Sur le sujet de l’Intelligence artificielle (IA), Isabelle Bordry souligne que le propre de l’IA est de faire des corrélations, ce qui peut poser des risques considérables en matière de protection des données, notamment dans les cas de pseudo-anonymisation, où les données ne sont pas totalement anonymes et peuvent être reconstituées. Thibault Labarre considère que l’IA peut être un accélérateur dans l’analyse des données. Cependant, le modèle le plus complexe n’est pas toujours le plus pertinent : l’essentiel est de choisir un modèle qui apporte réellement de la valeur à l’annonceur, peu importe sa complexité.

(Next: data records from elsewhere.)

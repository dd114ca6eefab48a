//! Mount content recycling.
//!
//! Platform objects produced by `on_create_mount_content` are expensive to
//! build, so unmounted content goes back into a bounded, type-keyed pool and
//! is handed out again on the next mount of the same component type. The pool
//! treats content as opaque: resetting an object before release is the unmount
//! callback's responsibility, not the pool's.
//!
//! All access happens on the UI-owning thread; the single-writer discipline is
//! enforced by confinement, not locking.

use std::any::Any;

use smallvec::SmallVec;

use crate::collections::map::{Entry, HashMap};

/// The unmanaged platform object a mount pass binds to. Opaque to the core.
pub type MountContent = Box<dyn Any>;

/// Fixed-capacity free-list. Releasing past capacity discards the excess;
/// acquiring from an empty list returns `None` and the caller falls back to
/// the content factory.
pub struct RecyclePool<T> {
    free: SmallVec<[T; 4]>,
    capacity: usize,
}

impl<T> RecyclePool<T> {
    pub fn new(capacity: usize) -> Self {
        Self {
            free: SmallVec::new(),
            capacity,
        }
    }

    pub fn acquire(&mut self) -> Option<T> {
        self.free.pop()
    }

    /// Returns `false` when the item was discarded because the pool is full.
    pub fn release(&mut self, item: T) -> bool {
        if self.free.len() < self.capacity {
            self.free.push(item);
            true
        } else {
            false
        }
    }

    #[inline]
    pub fn capacity(&self) -> usize {
        self.capacity
    }

    #[inline]
    pub fn pooled(&self) -> usize {
        self.free.len()
    }

    pub fn is_full(&self) -> bool {
        self.free.len() >= self.capacity
    }
}

/// Type-keyed mount content pools, shared across the whole tree.
///
/// Capacity per mount type is fixed at registration and never grows. The
/// registry is owned by the tree scope and cleared when that scope is torn
/// down.
#[derive(Default)]
pub struct MountContentPool {
    pools: HashMap<&'static str, RecyclePool<MountContent>>,
}

impl MountContentPool {
    pub fn new() -> Self {
        Self::default()
    }

    /// Declares a mount type with its pool capacity. First registration wins;
    /// the capacity of a mount type cannot change over the tree's lifetime.
    pub fn register(&mut self, mount_type: &'static str, capacity: usize) {
        if let Entry::Vacant(slot) = self.pools.entry(mount_type) {
            slot.insert(RecyclePool::new(capacity));
        }
    }

    pub fn is_registered(&self, mount_type: &'static str) -> bool {
        self.pools.contains_key(mount_type)
    }

    /// Hands out recycled content, or `None` when the free list is empty or
    /// the type was never registered. Callers fall back to
    /// `on_create_mount_content`.
    pub fn acquire(&mut self, mount_type: &'static str) -> Option<MountContent> {
        self.pools.get_mut(mount_type)?.acquire()
    }

    /// Returns content to its type's free list. Excess over capacity is
    /// discarded, as is content of unregistered types.
    pub fn release(&mut self, mount_type: &'static str, content: MountContent) {
        match self.pools.get_mut(mount_type) {
            Some(pool) => {
                if !pool.release(content) {
                    log::debug!("mount pool for {mount_type} full, discarding content");
                }
            }
            None => {
                log::warn!("release for unregistered mount type {mount_type}, discarding");
            }
        }
    }

    /// Optional warm-up for types that declare `can_preallocate`: fills the
    /// free list up to capacity with factory-built content. Purely a
    /// performance hint; correctness never depends on it.
    pub fn preallocate(
        &mut self,
        mount_type: &'static str,
        mut factory: impl FnMut() -> MountContent,
    ) {
        if let Some(pool) = self.pools.get_mut(mount_type) {
            while !pool.is_full() {
                pool.release(factory());
            }
        }
    }

    pub fn pooled(&self, mount_type: &'static str) -> usize {
        self.pools.get(mount_type).map_or(0, RecyclePool::pooled)
    }

    /// Drops every free list; called when the owning tree scope is destroyed.
    pub fn clear(&mut self) {
        self.pools.clear();
    }
}

#[cfg(test)]
mod tests {
    use super::*;

    fn content(tag: u32) -> MountContent {
        Box::new(tag)
    }

    #[test]
    fn capacity_bound_discards_excess_release() {
        let mut pool = MountContentPool::new();
        pool.register("text", 3);

        for tag in 0..4 {
            pool.release("text", content(tag));
        }
        // K+1 released, exactly K retrievable.
        assert_eq!(pool.pooled("text"), 3);
        let mut seen = 0;
        while pool.acquire("text").is_some() {
            seen += 1;
        }
        assert_eq!(seen, 3);
    }

    #[test]
    fn acquire_on_empty_returns_none() {
        let mut pool = MountContentPool::new();
        pool.register("text", 3);
        assert!(pool.acquire("text").is_none());
        assert!(pool.acquire("unregistered").is_none());
    }

    #[test]
    fn handed_out_content_leaves_the_free_list() {
        let mut pool = MountContentPool::new();
        pool.register("text", 2);
        pool.release("text", content(1));
        let got = pool.acquire("text").unwrap();
        assert_eq!(pool.pooled("text"), 0);
        assert_eq!(*got.downcast_ref::<u32>().unwrap(), 1);
    }

    #[test]
    fn registration_capacity_is_fixed() {
        let mut pool = MountContentPool::new();
        pool.register("text", 1);
        pool.register("text", 10);
        pool.release("text", content(1));
        pool.release("text", content(2));
        assert_eq!(pool.pooled("text"), 1);
    }

    #[test]
    fn preallocate_fills_to_capacity() {
        let mut pool = MountContentPool::new();
        pool.register("text", 3);
        let mut built = 0;
        pool.preallocate("text", || {
            built += 1;
            content(built)
        });
        assert_eq!(built, 3);
        assert_eq!(pool.pooled("text"), 3);
    }
}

Revenant sur le sujet de l’élaboration d’indicateurs de performance, Isabelle Bordry estime que les indicateurs sont in fine toujours les mêmes mais que le moyen de les calculer est différent. L’enjeu serait de produire les mêmes indicateurs de manière encore plus pertinente et granulaire pour mieux optimiser les campagnes. Côté supply, Marianne Schneider déclare que les annonceurs ont tous des demandes différentes en termes d’indicateurs. Il est compliqué d’harmoniser car les annonceurs sont aussi demandeurs en termes de KPIs très spécifiques.

En conclusion, il existe une grande hétérogénéité dans la mesure de la performance et les KPIs à suivre. Il n’est pas forcément nécessaire de les révolutionner, mais il est essentiel de s’accorder sur une harmonisation dans leur méthode de calcul. Il s’agit également de développer des modèles économétriques robustes, qui permettent de mieux affiner les ciblages et segmentations. La convergence entre le Retail Media et la CTV soulève également des questionnements organisationnels, nécessitant un décloisonnement et une meilleure fluidification des échanges entre les différentes entités et niveaux. Enfin, la responsabilité des acteurs vis-à-vis des consommateurs et de l’utilisation des données est un point important qu’il convient de souligner.